On page 384 Hargrave lays out his dungeon design philosophy stating that 60% of his dungeon rooms are empty of monsters & treasure. But these rooms each have some interesting feature or redeeming little tid bit to keep the players interested. Another thing that stressed is making the dungeon your own as the dungeon master.
On pages 388 through 390 there are the random dungeon encounter charts by dungeon level from 1st going all of the way up through 12th. And there's some rather nasty little gems of monsters. Finally we get into a page on generating random, fogs, mists, etc. on pages 392.
And then a section on hirelings. Who are they, how to hire them, rates, etc. Hirelings are some of the most important NPC's for the party to take with em down into the dungeon.
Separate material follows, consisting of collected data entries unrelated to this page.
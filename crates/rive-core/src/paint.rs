use crate::artboard::StrokeStyle;
use crate::options::StrokeOptions;
use crate::stroke::{ContourStroke, PathSource, StrokeCap, StrokeJoin};
use glam::Affine2;
use std::ops::Range;
use tracing::trace;

/// A stroke paint that caches its extruded geometry.
///
/// Changing any style property marks the cached strip dirty; the next
/// [`update`](StrokePaint::update) rebuilds it from scratch.
#[derive(Clone, Debug)]
pub struct StrokePaint {
    thickness: f32,
    join: StrokeJoin,
    cap: StrokeCap,
    stroke: ContourStroke,
    dirty: bool,
}

impl StrokePaint {
    pub fn new(thickness: f32, join: StrokeJoin, cap: StrokeCap) -> Self {
        Self::with_options(thickness, join, cap, StrokeOptions::default())
    }

    pub fn with_options(thickness: f32, join: StrokeJoin, cap: StrokeCap, options: StrokeOptions) -> Self {
        Self {
            thickness,
            join,
            cap,
            stroke: ContourStroke::with_options(options),
            dirty: true,
        }
    }

    pub fn from_style(style: &StrokeStyle, options: StrokeOptions) -> Self {
        Self::with_options(style.thickness, style.join, style.cap, options)
    }

    pub fn thickness(&self) -> f32 {
        self.thickness
    }

    pub fn join(&self) -> StrokeJoin {
        self.join
    }

    pub fn cap(&self) -> StrokeCap {
        self.cap
    }

    pub fn set_thickness(&mut self, thickness: f32) {
        if self.thickness != thickness {
            self.thickness = thickness;
            self.invalidate();
        }
    }

    pub fn set_join(&mut self, join: StrokeJoin) {
        if self.join != join {
            self.join = join;
            self.invalidate();
        }
    }

    pub fn set_cap(&mut self, cap: StrokeCap) {
        if self.cap != cap {
            self.cap = cap;
            self.invalidate();
        }
    }

    pub fn invalidate(&mut self) {
        self.dirty = true;
    }

    pub fn is_dirty(&self) -> bool {
        self.dirty
    }

    /// Re-extrudes `paths` if the paint is dirty. Each item pairs a path
    /// with whether its owning shape is closed. Returns true when the strip
    /// was rebuilt.
    pub fn update<'p, P, I>(&mut self, paths: I) -> bool
    where
        P: PathSource + ?Sized + 'p,
        I: IntoIterator<Item = (&'p P, bool)>,
    {
        if !self.dirty {
            return false;
        }
        self.stroke.reset();
        for (path, is_closed) in paths {
            self.stroke.extrude(
                path,
                is_closed,
                self.join,
                self.cap,
                self.thickness,
                Affine2::IDENTITY,
            );
        }
        self.dirty = false;
        trace!(
            vertices = self.stroke.triangle_strip().len(),
            runs = self.stroke.offsets().len(),
            "stroke rebuilt"
        );
        true
    }

    /// One draw range per run, starting from the first.
    pub fn draw_calls(&mut self) -> DrawCalls<'_> {
        self.stroke.reset_render_offset();
        DrawCalls { stroke: &mut self.stroke }
    }

    pub fn stroke(&self) -> &ContourStroke {
        &self.stroke
    }
}

pub struct DrawCalls<'a> {
    stroke: &'a mut ContourStroke,
}

impl Iterator for DrawCalls<'_> {
    type Item = Range<usize>;

    fn next(&mut self) -> Option<Self::Item> {
        self.stroke.next_render_offset()
    }
}
use serde::{Deserialize, Serialize};

/// Tuning knobs for contour flattening and stroke extrusion.
#[derive(Clone, Copy, Debug, PartialEq, Serialize, Deserialize)]
#[serde(default, rename_all = "camelCase")]
pub struct StrokeOptions {
    /// Miter length over half the stroke width above which miter joins are beveled.
    pub miter_limit: f32,
    /// Largest distance, in local units, a round join or cap may deviate from a true arc.
    pub round_tolerance: f32,
    /// Flatness threshold used when subdividing cubic segments into contours.
    pub contour_threshold: f32,
}

impl Default for StrokeOptions {
    fn default() -> Self {
        Self {
            miter_limit: 4.0,
            round_tolerance: 0.25,
            contour_threshold: 1.0,
        }
    }
}
use serde::{Deserialize, Serialize};

pub type Vec2 = [f32; 2];

#[derive(Debug, Serialize, Deserialize, Clone, Default)]
pub struct RiveDocument {
    #[serde(default)]
    pub version: Option<String>,
    #[serde(default)]
    pub artboards: Vec<ArtboardData>,
}

impl RiveDocument {
    /// Looks up an artboard by name, or returns the first artboard when `name` is `None`.
    pub fn artboard(&self, name: Option<&str>) -> Option<&ArtboardData> {
        match name {
            Some(name) => self.artboards.iter().find(|a| a.name == name),
            None => self.artboards.first(),
        }
    }
}

#[derive(Debug, Serialize, Deserialize, Clone, Default)]
pub struct ArtboardData {
    #[serde(default)]
    pub name: String,
    #[serde(default)]
    pub width: f32,
    #[serde(default)]
    pub height: f32,
    // Flat component list; `parent` fields index into this list.
    #[serde(default)]
    pub objects: Vec<ObjectData>,
}

#[derive(Debug, Serialize, Deserialize, Clone)]
#[serde(tag = "type", rename_all = "camelCase")]
pub enum ObjectData {
    Node(NodeData),
    Shape(NodeData),
    Bone(BoneData),
    Path(PathData),
    Stroke(StrokeData),
}

impl ObjectData {
    pub fn name(&self) -> &str {
        match self {
            ObjectData::Node(n) | ObjectData::Shape(n) => &n.name,
            ObjectData::Bone(b) => &b.name,
            ObjectData::Path(p) => &p.name,
            ObjectData::Stroke(s) => &s.name,
        }
    }

    pub fn parent(&self) -> Option<u32> {
        match self {
            ObjectData::Node(n) | ObjectData::Shape(n) => n.parent,
            ObjectData::Bone(b) => b.parent,
            ObjectData::Path(p) => p.parent,
            ObjectData::Stroke(s) => s.parent,
        }
    }

    /// Local transform, for the object kinds that carry one.
    pub fn transform(&self) -> Option<&TransformData> {
        match self {
            ObjectData::Node(n) | ObjectData::Shape(n) => Some(&n.transform),
            ObjectData::Bone(b) => Some(&b.transform),
            ObjectData::Path(p) => Some(&p.transform),
            ObjectData::Stroke(_) => None,
        }
    }
}

#[derive(Debug, Serialize, Deserialize, Clone, Copy, PartialEq)]
#[serde(rename_all = "camelCase")]
pub struct TransformData {
    #[serde(default)]
    pub x: f32,
    #[serde(default)]
    pub y: f32,
    #[serde(default)]
    pub rotation: f32, // Radians
    #[serde(default = "default_one")]
    pub scale_x: f32,
    #[serde(default = "default_one")]
    pub scale_y: f32,
}

impl Default for TransformData {
    fn default() -> Self {
        Self {
            x: 0.0,
            y: 0.0,
            rotation: 0.0,
            scale_x: 1.0,
            scale_y: 1.0,
        }
    }
}

fn default_one() -> f32 {
    1.0
}

#[derive(Debug, Serialize, Deserialize, Clone, Default)]
pub struct NodeData {
    #[serde(default)]
    pub name: String,
    #[serde(default)]
    pub parent: Option<u32>,
    #[serde(flatten)]
    pub transform: TransformData,
}

#[derive(Debug, Serialize, Deserialize, Clone, Default)]
pub struct BoneData {
    #[serde(default)]
    pub name: String,
    #[serde(default)]
    pub parent: Option<u32>,
    #[serde(flatten)]
    pub transform: TransformData,
    #[serde(default)]
    pub length: f32,
}

#[derive(Debug, Serialize, Deserialize, Clone, Default)]
pub struct PathData {
    #[serde(default)]
    pub name: String,
    #[serde(default)]
    pub parent: Option<u32>,
    #[serde(flatten)]
    pub transform: TransformData,
    #[serde(default)]
    pub closed: bool,
    #[serde(default)]
    pub vertices: Vec<PathVertex>,
}

/// A path vertex. Tangents are offsets relative to `point`; a vertex with
/// no tangents is a straight corner.
#[derive(Debug, Serialize, Deserialize, Clone, Copy, Default, PartialEq)]
#[serde(rename_all = "camelCase")]
pub struct PathVertex {
    pub point: Vec2,
    #[serde(default)]
    pub in_tangent: Vec2,
    #[serde(default)]
    pub out_tangent: Vec2,
}

#[derive(Debug, Serialize, Deserialize, Clone)]
pub struct StrokeData {
    #[serde(default)]
    pub name: String,
    #[serde(default)]
    pub parent: Option<u32>,
    #[serde(default = "default_one")]
    pub thickness: f32,
    #[serde(default)]
    pub cap: StrokeCapData,
    #[serde(default)]
    pub join: StrokeJoinData,
}

#[derive(Debug, Serialize, Deserialize, Clone, Copy, Default, PartialEq, Eq)]
#[serde(rename_all = "lowercase")]
pub enum StrokeCapData {
    #[default]
    Butt,
    Round,
    Square,
}

#[derive(Debug, Serialize, Deserialize, Clone, Copy, Default, PartialEq, Eq)]
#[serde(rename_all = "lowercase")]
pub enum StrokeJoinData {
    #[default]
    Miter,
    Round,
    Bevel,
}
use anyhow::Context;
use clap::{Args, Parser, Subcommand, ValueEnum};
use rive_core::{Artboard, BoneHierarchy, ContourPath, ContourStroke, StrokeOptions};
use rive_data::model::RiveDocument;
use serde::Serialize;
use std::fs;
use std::path::{Path, PathBuf};
use tracing::{error, info};
use tracing_subscriber::filter::{Directive, LevelFilter};
use tracing_subscriber::{fmt, EnvFilter};

#[derive(Parser, Debug)]
#[command(author, version, about, long_about = None)]
struct Cli {
    #[command(subcommand)]
    command: Command,

    /// Log level
    #[arg(long, global = true, value_enum, default_value_t = LogLevel::Info)]
    log_level: LogLevel,

    /// Log format
    #[arg(long, global = true, value_enum, default_value_t = LogFormat::Pretty)]
    log_format: LogFormat,
}

#[derive(Subcommand, Debug)]
enum Command {
    /// Print the bone hierarchy of an artboard and check bone names
    Bones(Source),
    /// Tessellate every stroke of an artboard and print a JSON report
    Stroke(StrokeArgs),
}

#[derive(Args, Debug)]
struct Source {
    /// Path to the document JSON
    #[arg(value_name = "FILE")]
    file: PathBuf,

    /// Artboard name (defaults to the first artboard)
    #[arg(long)]
    artboard: Option<String>,
}

#[derive(Args, Debug)]
struct StrokeArgs {
    #[command(flatten)]
    source: Source,

    /// JSON file with stroke options; flags below override it
    #[arg(long, value_name = "FILE")]
    options: Option<PathBuf>,

    #[arg(long)]
    miter_limit: Option<f32>,

    #[arg(long)]
    round_tolerance: Option<f32>,

    #[arg(long)]
    contour_threshold: Option<f32>,

    /// Include every strip vertex in the report
    #[arg(long)]
    vertices: bool,
}

#[derive(Copy, Clone, PartialEq, Eq, PartialOrd, Ord, ValueEnum, Debug)]
enum LogLevel {
    Error,
    Warn,
    Info,
    Debug,
    Trace,
}

impl From<LogLevel> for Directive {
    fn from(level: LogLevel) -> Self {
        let level = match level {
            LogLevel::Error => LevelFilter::ERROR,
            LogLevel::Warn => LevelFilter::WARN,
            LogLevel::Info => LevelFilter::INFO,
            LogLevel::Debug => LevelFilter::DEBUG,
            LogLevel::Trace => LevelFilter::TRACE,
        };
        level.into()
    }
}

#[derive(Copy, Clone, PartialEq, Eq, PartialOrd, Ord, ValueEnum, Debug)]
enum LogFormat {
    Pretty,
    Json,
}

#[derive(Serialize)]
struct StrokeReport {
    artboard: String,
    strokes: Vec<StrokeEntry>,
}

#[derive(Serialize)]
struct StrokeEntry {
    name: String,
    shape: Option<String>,
    paths: usize,
    vertices: usize,
    runs: Vec<[usize; 2]>,
    #[serde(skip_serializing_if = "Option::is_none")]
    points: Option<Vec<[f32; 2]>>,
}

fn main() {
    let cli = Cli::parse();

    let filter = EnvFilter::builder()
        .with_default_directive(cli.log_level.into())
        .from_env_lossy();

    let subscriber_builder = fmt::Subscriber::builder()
        .with_env_filter(filter)
        .with_writer(std::io::stderr)
        .with_target(false);

    match cli.log_format {
        LogFormat::Json => subscriber_builder.json().init(),
        LogFormat::Pretty => subscriber_builder.pretty().init(),
    }

    let result = match cli.command {
        Command::Bones(source) => run_bones(&source).map(|clean| if clean { 0 } else { 2 }),
        Command::Stroke(args) => run_stroke(&args).map(|_| 0),
    };

    match result {
        Ok(0) => {}
        Ok(code) => std::process::exit(code),
        Err(e) => {
            error!("{:#}", e);
            std::process::exit(1);
        }
    }
}

fn load_artboard(source: &Source) -> anyhow::Result<Artboard> {
    let text = fs::read_to_string(&source.file)
        .with_context(|| format!("reading {}", source.file.display()))?;
    let doc: RiveDocument = serde_json::from_str(&text)
        .with_context(|| format!("parsing {}", source.file.display()))?;
    let artboard = Artboard::from_document(&doc, source.artboard.as_deref())?;
    info!("Loaded artboard '{}' ({} components)", artboard.name, artboard.components().len());
    Ok(artboard)
}

/// Prints the tree to stdout. Returns false when bone names collide.
fn run_bones(source: &Source) -> anyhow::Result<bool> {
    let artboard = load_artboard(source)?;
    let hierarchy = BoneHierarchy::from_artboard(&artboard);
    print!("{}", hierarchy);

    let validation = hierarchy.validate_names();
    for collision in &validation.collisions {
        eprintln!("duplicate bone name: {} ({} bones)", collision.name, collision.nodes.len());
    }
    Ok(validation.is_ok())
}

fn read_options(path: Option<&Path>) -> anyhow::Result<StrokeOptions> {
    match path {
        Some(path) => {
            let text = fs::read_to_string(path)
                .with_context(|| format!("reading {}", path.display()))?;
            Ok(serde_json::from_str(&text)?)
        }
        None => Ok(StrokeOptions::default()),
    }
}

fn run_stroke(args: &StrokeArgs) -> anyhow::Result<()> {
    let mut options = read_options(args.options.as_deref())?;
    if let Some(v) = args.miter_limit {
        options.miter_limit = v;
    }
    if let Some(v) = args.round_tolerance {
        options.round_tolerance = v;
    }
    if let Some(v) = args.contour_threshold {
        options.contour_threshold = v;
    }

    let artboard = load_artboard(&args.source)?;
    let mut strokes = Vec::new();
    for binding in artboard.strokes() {
        let mut stroke = ContourStroke::with_options(options);
        for &path_id in &binding.paths {
            let (Some(geometry), Some(transform)) =
                (artboard.path(path_id), artboard.world_transform(path_id))
            else {
                continue;
            };
            let contours = ContourPath::from_bez_path(&geometry.to_bez_path(), options.contour_threshold);
            stroke.extrude(
                &contours,
                geometry.closed,
                binding.style.join,
                binding.style.cap,
                binding.style.thickness,
                transform,
            );
        }

        let name = artboard
            .component(binding.stroke)
            .map(|c| c.name.clone())
            .unwrap_or_default();
        let shape = binding
            .shape
            .and_then(|id| artboard.component(id))
            .map(|c| c.name.clone());
        info!(
            "Stroke '{}': {} vertices in {} runs",
            name,
            stroke.triangle_strip().len(),
            stroke.offsets().len()
        );
        let points = args
            .vertices
            .then(|| stroke.triangle_strip().iter().map(|v| v.to_array()).collect());
        strokes.push(StrokeEntry {
            name,
            shape,
            paths: binding.paths.len(),
            vertices: stroke.triangle_strip().len(),
            runs: stroke.render_ranges().map(|r| [r.start, r.end]).collect(),
            points,
        });
    }

    let report = StrokeReport {
        artboard: artboard.name.clone(),
        strokes,
    };
    println!("{}", serde_json::to_string_pretty(&report)?);
    Ok(())
}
Dave Hargrave has with the 'Arduin Grimoire Trilogy' book created an Arduin campaign setting centric tool box. And this is solidly done because it creates a workable old school tool box for the DM to dip into as needed. And the more one reads the more one comes away with at least several thoughts on creating adventures on Arduin. Today Arduin is one of those old school gaming wells that I frequently find myself returning to whist other dungeon masters & OSR bloggers seem to burn out. The sheer volume of old school weirdness & wonderfulness keeps the experience of gaming fresh for me. If you don't like something then drop it or move on! Dave Hargrave wasn't an easy character to define but he did gaming on his own terms!
The 'Arduin Grimoire Trilogy' book has so many resources in it for adventure & dungeon creation that its hard to pick simply one or more areas to read. But I will say this, 'Arduin lives quite nicely in my own & other's imagination today.
Dave Hargrave defined his adventures in his own terms & made them live to his players through sheer imagination & DMing. And its this 'try what I'm putting on the table for you & your players' attitude that separates Hargrave from others of his ilk at the time when the three other brown books were written.
Mr.Hargrave knew his stuff & even though this an alternative set of rule books there was enough different that Arduin has or had its own unique feel. And it was something to see Arduin mentioned in the same breath as Greyhawk. Crossing over from Arduin to Greyhawk is as simple as finding a portal in a dungeon on Arduin & stepping into Greyhawk. This is something that Hargrave makes really clear within the 'Arduin Grimoire Trilogy' book & a subject that carried over unto his section on his own version of the multiverse.
What makes the 'Arduin Grimoire Trilogy' book unique is how its purposely been edited to make it far easier to look up & use Dave Hargrave's contents as an actual tool kit for adventure & dungeon design. The originals still cause many folks issues. But there's more then enough to create the unique 'Bloody, Bloody. Arduin' flavor & uniqueness for both the dungeons & adventures of your own making.